News Brief

Government Betting On 'Bharat Foods' To Tame Inflation

Kuldeep Negi

Jul 02, 2024, 12:15 PM | Updated 12:15 PM IST

PDS (Representative Image) (ROBERTO SCHMIDT/AFP/Getty Images)
PDS (Representative Image) (ROBERTO SCHMIDT/AFP/Getty Images)

The Centre has spent nearly Rs 2,000 crore towards the distribution of Bharat rice and wheat under the Price Stabilisation Fund (PSF) scheme to control food inflation.

This initiative aims to support the lower-income population by providing essential grains at subsidised prices.

In the interim budget for FY25, the government has earmarked Rs 2.05 lakh crore for food subsidies against the FY24 revised budget of Rs 2.12 lakh crore and FY23’s expenditure of Rs 1.97 lakh crore.

According to the experts, the government’s retail interventions, which include purchasing grains, milling them, and selling them at discounted rates, have been beneficial for the poor.

“The proportion of income used by people at the bottom of the pyramid for consuming cereals is more than the people in the upper bracket. If you look at it that way, you will find that the people at the bottom of the pyramid, or the lower 50% or so, are facing higher inflation than the rest and that is reflecting on slower consumption growth,” Devendra Pant, chief economist of India Ratings, was quoted as saying by Livemint.

In May 2023, food inflation marginally decreased to 8.69 per cent from 8.7 per cent in April. However, wheat retail inflation increased to 6.5 per cent from 6 per cent, while rice retail inflation slightly eased to 12.3 per cent from 12.5 per cent.

Overall, retail inflation dropped to 4.75 per cent in May from 4.83 per cent in April.

Since the launch of Bharat Chawal and Bharat Atta in November, the government has spent Rs 947 crore and Rs 956 crore on them, respectively.

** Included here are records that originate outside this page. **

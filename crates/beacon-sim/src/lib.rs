//! Beacon Simulation Library
//!
//! Drives a planar agent through a landmark world, simulates noisy landmark
//! observations and odometry, and runs the localization filter against them.

pub mod filter;
pub mod params;
pub mod scenario;
pub mod sensor;
pub mod world;

// Re-export main types
pub use filter::{run_filter, run_scenario, FilterResult};
pub use params::{ParamSpec, SweepParam, SWEEP_PARAMS};
pub use scenario::{CovarianceForm, LandmarkSpec, ScenarioConfig, ScenarioError, PRESETS};
pub use sensor::{generate_sensor_data, SensorConfig, SensorData};
pub use world::{simulate_agent, AgentParams, ControlProfile, SimResult, World};
//! Sweepable parameter definitions.

use std::fmt;
use std::str::FromStr;

/// Sweep range of one parameter.
#[derive(Debug, Clone, Copy, PartialEq)]
pub struct ParamSpec {
    /// Human-readable label.
    pub label: &'static str,
    /// Minimum value.
    pub min: f64,
    /// Maximum value.
    pub max: f64,
}

impl ParamSpec {
    /// Create a new parameter range.
    pub const fn new(label: &'static str, min: f64, max: f64) -> Self {
        Self { label, min, max }
    }

    /// `steps` evenly spaced values over `[min, max]`.
    pub fn linspace(&self, steps: usize) -> Vec<f64> {
        match steps {
            0 => Vec::new(),
            1 => vec![self.min],
            _ => (0..steps)
                .map(|i| {
                    let t = i as f64 / (steps - 1) as f64;
                    self.min + t * (self.max - self.min)
                })
                .collect(),
        }
    }
}

/// Multipliers applied to scenario noise levels.
pub mod noise {
    use super::ParamSpec;

    pub const SENSOR_SCALE: ParamSpec = ParamSpec::new("Sensor noise scale", 0.0, 5.0);
    pub const PROCESS_SCALE: ParamSpec = ParamSpec::new("Q scale", 0.01, 100.0);
    pub const MEASUREMENT_SCALE: ParamSpec = ParamSpec::new("R scale", 0.05, 20.0);
}

/// A scenario knob the CLI can sweep.
#[derive(Debug, Clone, Copy, PartialEq, Eq)]
pub enum SweepParam {
    /// Scales the simulated sensor noise (truth side).
    SensorNoise,
    /// Scales Q (filter side).
    ProcessNoise,
    /// Scales R (filter side).
    MeasurementNoise,
}

pub const SWEEP_PARAMS: [SweepParam; 3] = [
    SweepParam::SensorNoise,
    SweepParam::ProcessNoise,
    SweepParam::MeasurementNoise,
];

impl SweepParam {
    pub fn name(self) -> &'static str {
        match self {
            Self::SensorNoise => "sensor_noise",
            Self::ProcessNoise => "process_noise",
            Self::MeasurementNoise => "measurement_noise",
        }
    }

    pub fn spec(self) -> ParamSpec {
        match self {
            Self::SensorNoise => noise::SENSOR_SCALE,
            Self::ProcessNoise => noise::PROCESS_SCALE,
            Self::MeasurementNoise => noise::MEASUREMENT_SCALE,
        }
    }
}

impl fmt::Display for SweepParam {
    fn fmt(&self, f: &mut fmt::Formatter<'_>) -> fmt::Result {
        f.write_str(self.name())
    }
}

impl FromStr for SweepParam {
    type Err = String;

    fn from_str(s: &str) -> Result<Self, Self::Err> {
        SWEEP_PARAMS
            .iter()
            .copied()
            .find(|p| p.name() == s)
            .ok_or_else(|| {
                let names: Vec<&str> = SWEEP_PARAMS.iter().map(|p| p.name()).collect();
                format!("unknown sweep param {s:?} (expected one of: {})", names.join(", "))
            })
    }
}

The government launched Bharat atta at a subsidized price of Rs 27.5 per kg after it announced the scheme in February 2023 at Rs 29.5 a kg to keep prices in check.

Bharat rice was launched this February at Rs 29 per kg amid a steep rise in retail prices of the grain.

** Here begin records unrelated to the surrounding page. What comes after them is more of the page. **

use std::collections::HashMap;

use nalgebra::{DMatrix, DVector};
use rand::Rng;
use tracing::{debug, trace, warn};

use crate::config::{check_covariance, pose3, square3, CovarianceUpdate, EkfConfig};
use crate::error::{EkfError, Result};
use crate::geometry::normalize_angle;
use crate::measurement::{self, Landmark, MeasurementVector, Observation};
use crate::motion::{self, Control, MotionPrediction};
use crate::phase::{FilterPhase, PhaseTracker};
use crate::sampling::{CovarianceEllipse, GaussianSampler};
use crate::{Matrix3r, Pose, Scalar};

// ---------------------------------------------------------------------------
// OUTPUTS
// ---------------------------------------------------------------------------

/// Snapshot of the filter belief at one instant.
#[derive(Debug, Clone, Copy, PartialEq)]
pub struct Estimate {
    pub state: Pose,
    pub covariance: Matrix3r,
    pub time: Scalar,
}

/// A measurement that was folded into the estimate.
#[derive(Debug, Clone, Copy, PartialEq)]
pub struct Correction {
    pub innovation: MeasurementVector,
    /// Normalized innovation squared, `yᵀ S⁻¹ y`.
    pub nis: Scalar,
}

#[derive(Debug, Clone, PartialEq)]
pub struct ObservationOutcome {
    pub landmark_id: u32,
    pub result: std::result::Result<Correction, EkfError>,
}

impl ObservationOutcome {
    pub fn is_applied(&self) -> bool {
        self.result.is_ok()
    }
}

/// Per-observation results of one `update`, in processing order.
#[derive(Debug, Clone, Default, PartialEq)]
pub struct UpdateReport {
    pub outcomes: Vec<ObservationOutcome>,
}

impl UpdateReport {
    pub fn applied_count(&self) -> usize {
        self.outcomes.iter().filter(|o| o.is_applied()).count()
    }

    pub fn skipped_count(&self) -> usize {
        self.outcomes.len() - self.applied_count()
    }

    pub fn skipped(&self) -> impl Iterator<Item = (u32, &EkfError)> {
        self.outcomes
            .iter()
            .filter_map(|o| o.result.as_ref().err().map(|e| (o.landmark_id, e)))
    }

    pub fn is_empty(&self) -> bool {
        self.outcomes.is_empty()
    }
}

// ---------------------------------------------------------------------------
// MAIN FILTER
// ---------------------------------------------------------------------------

/// Extended Kalman filter over a planar pose, corrected by observations of
/// known landmarks.
#[derive(Debug, Clone)]
pub struct LandmarkEkf {
    config: EkfConfig,
    state: Pose,
    covariance: Matrix3r,
    time: Scalar,
    phase: PhaseTracker,

    // Jacobians of the last predict (A) and the last applied correction (C).
    system_jacobian: Matrix3r,
    output_jacobian: Matrix3r,
}

impl LandmarkEkf {
    pub fn new(config: EkfConfig) -> Result<Self> {
        config.validate()?;
        Ok(Self {
            config,
            state: Pose::zeros(),
            covariance: Matrix3r::zeros(),
            time: 0.0,
            phase: PhaseTracker::new(),
            system_jacobian: Matrix3r::identity(),
            output_jacobian: Matrix3r::zeros(),
        })
    }

    /// Construct from dynamically sized `A`, `C`, `Q`, `R` and `P0`.
    ///
    /// `A` and `C` only seed the Jacobian slots; both are recomputed at every
    /// step. Any matrix that is not 3x3 fails with `DimensionMismatch`.
    pub fn from_dynamic(
        dt: Scalar,
        a: &DMatrix<Scalar>,
        c: &DMatrix<Scalar>,
        q: &DMatrix<Scalar>,
        r: &DMatrix<Scalar>,
        p0: &DMatrix<Scalar>,
    ) -> Result<Self> {
        let a = square3("A", a)?;
        let c = square3("C", c)?;
        let mut filter = Self::new(EkfConfig::from_dynamic(dt, q, r, p0)?)?;
        filter.system_jacobian = a;
        filter.output_jacobian = c;
        Ok(filter)
    }

    // =====================================================================
    // INIT
    // =====================================================================

    /// Set the belief to `N(x0, p0)` at time `t0`. Calling it again restarts
    /// the filter.
    pub fn init(&mut self, t0: Scalar, x0: Pose, p0: Matrix3r) -> Result<()> {
        if !t0.is_finite() {
            return Err(EkfError::InvalidArgument(format!(
                "start time must be finite, got {t0}"
            )));
        }
        if !x0.iter().all(|v| v.is_finite()) {
            return Err(EkfError::InvalidArgument(format!(
                "initial state must be finite, got {:?}",
                x0.as_slice()
            )));
        }
        check_covariance("P0", &p0)?;

        self.state = Pose::new(x0.x, x0.y, normalize_angle(x0.z));
        self.covariance = symmetrize(&p0);
        self.time = t0;
        self.phase.init(t0);
        debug!(t0, x = x0.x, y = x0.y, heading = self.state.z, "filter initialized");
        Ok(())
    }

    /// `init` with the configured initial state and covariance.
    pub fn init_from_config(&mut self, t0: Scalar) -> Result<()> {
        self.init(t0, self.config.initial_state, self.config.initial_covariance)
    }

    /// `init` from dynamically sized inputs.
    pub fn init_dynamic(
        &mut self,
        t0: Scalar,
        x0: &DVector<Scalar>,
        p0: &DMatrix<Scalar>,
    ) -> Result<()> {
        let x0 = pose3("x0", x0)?;
        let p0 = square3("P0", p0)?;
        self.init(t0, x0, p0)
    }

    // =====================================================================
    // PREDICT
    // =====================================================================

    /// Time update: `x = f(x, u)`, `P = A P Aᵀ + Q`.
    ///
    /// A zero `dt` leaves the belief untouched. Nothing is committed if the
    /// propagated belief is not finite.
    pub fn predict(&mut self, control: &Control, dt: Scalar) -> Result<()> {
        self.phase.require_initialized()?;
        if dt.is_nan() || dt < 0.0 {
            return Err(EkfError::InvalidArgument(format!(
                "time step must not be negative, got {dt}"
            )));
        }
        if !control.is_finite() {
            return Err(EkfError::InvalidArgument(format!(
                "control must be finite, got {control:?}"
            )));
        }

        if dt == 0.0 {
            trace!("zero time step, belief unchanged");
            return self.phase.predicted(self.time);
        }

        let MotionPrediction { pose, jacobian } = motion::predict(&self.state, control, dt)?;
        let p = symmetrize(&(jacobian * self.covariance * jacobian.transpose()
            + self.config.process_noise));

        if !is_finite(&pose) || !is_finite(&p) {
            return Err(EkfError::NumericalFailure(
                "prediction produced a non-finite belief".into(),
            ));
        }

        self.state = pose;
        self.covariance = p;
        self.system_jacobian = jacobian;
        self.time += dt;
        self.phase.predicted(self.time)?;

        trace!(
            t = self.time,
            x = pose.x,
            y = pose.y,
            heading = pose.z,
            trace = p.trace(),
            "predicted"
        );
        Ok(())
    }

    // =====================================================================
    // UPDATES
    // =====================================================================

    /// Measurement update with a batch of id-tagged observations.
    ///
    /// Observations are applied one at a time in ascending landmark id. An
    /// observation that cannot be applied is skipped without touching the
    /// belief; the reason is recorded in the returned report.
    pub fn update(
        &mut self,
        observations: &[Observation],
        landmarks: &[Landmark],
    ) -> Result<UpdateReport> {
        self.phase.require_initialized()?;

        let mut by_id: HashMap<u32, &Landmark> = HashMap::with_capacity(landmarks.len());
        for landmark in landmarks {
            if by_id.insert(landmark.id, landmark).is_some() {
                return Err(EkfError::InvalidArgument(format!(
                    "duplicate landmark id {}",
                    landmark.id
                )));
            }
        }

        let mut ordered: Vec<&Observation> = observations.iter().collect();
        ordered.sort_by_key(|o| o.landmark_id);

        let mut report = UpdateReport {
            outcomes: Vec::with_capacity(ordered.len()),
        };
        for obs in ordered {
            let result = self.apply_correction(obs, by_id.get(&obs.landmark_id).copied());
            if let Err(err) = &result {
                warn!(landmark = obs.landmark_id, t = self.time, %err, "observation skipped");
            }
            report.outcomes.push(ObservationOutcome {
                landmark_id: obs.landmark_id,
                result,
            });
        }

        self.phase.updated(self.time)?;
        debug!(
            t = self.time,
            applied = report.applied_count(),
            skipped = report.skipped_count(),
            trace = self.covariance.trace(),
            "updated"
        );
        Ok(report)
    }

    /// One predict with the configured `dt` followed by an update.
    pub fn localization_landmarks(
        &mut self,
        observations: &[Observation],
        landmarks: &[Landmark],
        control: &Control,
    ) -> Result<UpdateReport> {
        self.predict(control, self.config.dt)?;
        self.update(observations, landmarks)
    }

    fn apply_correction(
        &mut self,
        obs: &Observation,
        landmark: Option<&Landmark>,
    ) -> Result<Correction> {
        let landmark = landmark.ok_or(EkfError::UnknownLandmark(obs.landmark_id))?;
        if !obs.is_finite() {
            return Err(EkfError::InvalidArgument(format!(
                "observation of landmark {} is not finite",
                obs.landmark_id
            )));
        }

        let (z_hat, c) =
            measurement::expected_observation(&self.state, landmark, self.config.min_range)?;
        let y = measurement::innovation(&obs.z, &z_hat);

        let r = &self.config.measurement_noise;
        let p_ct = self.covariance * c.transpose();
        let s = c * p_ct + r;
        if !is_finite(&s) {
            return Err(EkfError::NumericalFailure(format!(
                "innovation covariance for landmark {} is not finite",
                landmark.id
            )));
        }
        let s = symmetrize(&s);

        let determinant = s.determinant();
        let condition = condition_number(&s);
        let singular = EkfError::SingularInnovation {
            landmark_id: landmark.id,
            determinant,
            condition,
        };
        if determinant.abs() < self.config.min_determinant
            || condition.is_nan()
            || condition > self.config.max_condition
        {
            return Err(singular);
        }
        let s_inv = s.try_inverse().ok_or(singular)?;

        let nis = y.dot(&(s_inv * y));
        if let Some(gate) = self.config.innovation_gate {
            if nis > gate {
                return Err(EkfError::RejectedInnovation {
                    landmark_id: landmark.id,
                    nis,
                });
            }
        }

        let k_gain = p_ct * s_inv;
        let mut x = self.state + k_gain * y;
        x.z = normalize_angle(x.z);

        let i_minus_kc = Matrix3r::identity() - k_gain * c;
        let p = match self.config.covariance_update {
            CovarianceUpdate::Simple => i_minus_kc * self.covariance,
            CovarianceUpdate::Joseph => {
                i_minus_kc * self.covariance * i_minus_kc.transpose()
                    + k_gain * r * k_gain.transpose()
            }
        };
        let p = symmetrize(&p);

        if !is_finite(&x) || !is_finite(&p) {
            return Err(EkfError::NumericalFailure(format!(
                "correction with landmark {} produced a non-finite belief",
                landmark.id
            )));
        }

        self.state = x;
        self.covariance = p;
        self.output_jacobian = c;
        Ok(Correction { innovation: y, nis })
    }

    // =====================================================================
    // QUERIES
    // =====================================================================

    pub fn state(&self) -> Result<Pose> {
        self.phase.require_initialized()?;
        Ok(self.state)
    }

    pub fn covariance(&self) -> Result<Matrix3r> {
        self.phase.require_initialized()?;
        Ok(self.covariance)
    }

    pub fn time(&self) -> Result<Scalar> {
        self.phase.require_initialized()?;
        Ok(self.time)
    }

    pub fn estimate(&self) -> Result<Estimate> {
        self.phase.require_initialized()?;
        Ok(Estimate {
            state: self.state,
            covariance: self.covariance,
            time: self.time,
        })
    }

    pub fn phase(&self) -> FilterPhase {
        self.phase.current()
    }

    pub fn phase_tracker(&self) -> &PhaseTracker {
        &self.phase
    }

    pub fn config(&self) -> &EkfConfig {
        &self.config
    }

    /// `(A, C)` from the last prediction and the last applied correction.
    pub fn jacobians(&self) -> (Matrix3r, Matrix3r) {
        (self.system_jacobian, self.output_jacobian)
    }

    pub fn sampler(&self) -> Result<GaussianSampler> {
        self.phase.require_initialized()?;
        GaussianSampler::new(self.state, &self.covariance)
    }

    /// `n` draws from the current belief.
    pub fn samples<R: Rng + ?Sized>(&self, n: usize, rng: &mut R) -> Result<Vec<Pose>> {
        Ok(self.sampler()?.samples(n, rng))
    }

    pub fn uncertainty_ellipse(&self, n_sigma: Scalar) -> Result<CovarianceEllipse> {
        self.phase.require_initialized()?;
        Ok(CovarianceEllipse::from_pose(
            &self.state,
            &self.covariance,
            n_sigma,
        ))
    }
}

// ---------------------------------------------------------------------------
// HELPERS
// ---------------------------------------------------------------------------

fn symmetrize(p: &Matrix3r) -> Matrix3r {
    (p + p.transpose()) * 0.5
}

fn is_finite<'a>(m: impl IntoIterator<Item = &'a Scalar>) -> bool {
    m.into_iter().all(|v| v.is_finite())
}

/// Ratio of the largest to the smallest singular value.
fn condition_number(m: &Matrix3r) -> Scalar {
    let sv = m.singular_values();
    let max = sv.max();
    let min = sv.min();
    if min > 0.0 {
        max / min
    } else {
        Scalar::INFINITY
    }
}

The Food Corporation of India (FCI) supplies these two staples to three central procurement agencies: the National Agricultural Cooperative Marketing Federation of India (Nafed), the National Cooperative Consumers Federation of India Ltd (NCCF), and Kendriya Bhandar.

These agencies distribute the grains through mobile vans, fair price shops, and online platforms.

So far, 9.91 lakh tonnes of rice and nearly 13 lakh tonnes of atta have been sold by these three agencies.

The PSF, established in 2014-15 with a Rs 500 crore corpus, aims to maintain buffer stocks to prevent hoarding, protect consumers by supplying commodities at reasonable prices, and incentivise domestic production through direct purchases from farmers and farmer's association.

Initially, the PSF covered only onions, potatoes, and pulses. With the launch of Bharat rice and atta, the government now compensates the FCI for supplying these products to the three procurement agencies.

The FCI is getting a subsidy or discount from PSF in the range of Rs 435 to Rs 585 for a quintal of wheat and Rs 541 per quintal of rice supplied to Nafed, NCCF and Kendriya Bhandar for processing these and then selling under the Bharat brand.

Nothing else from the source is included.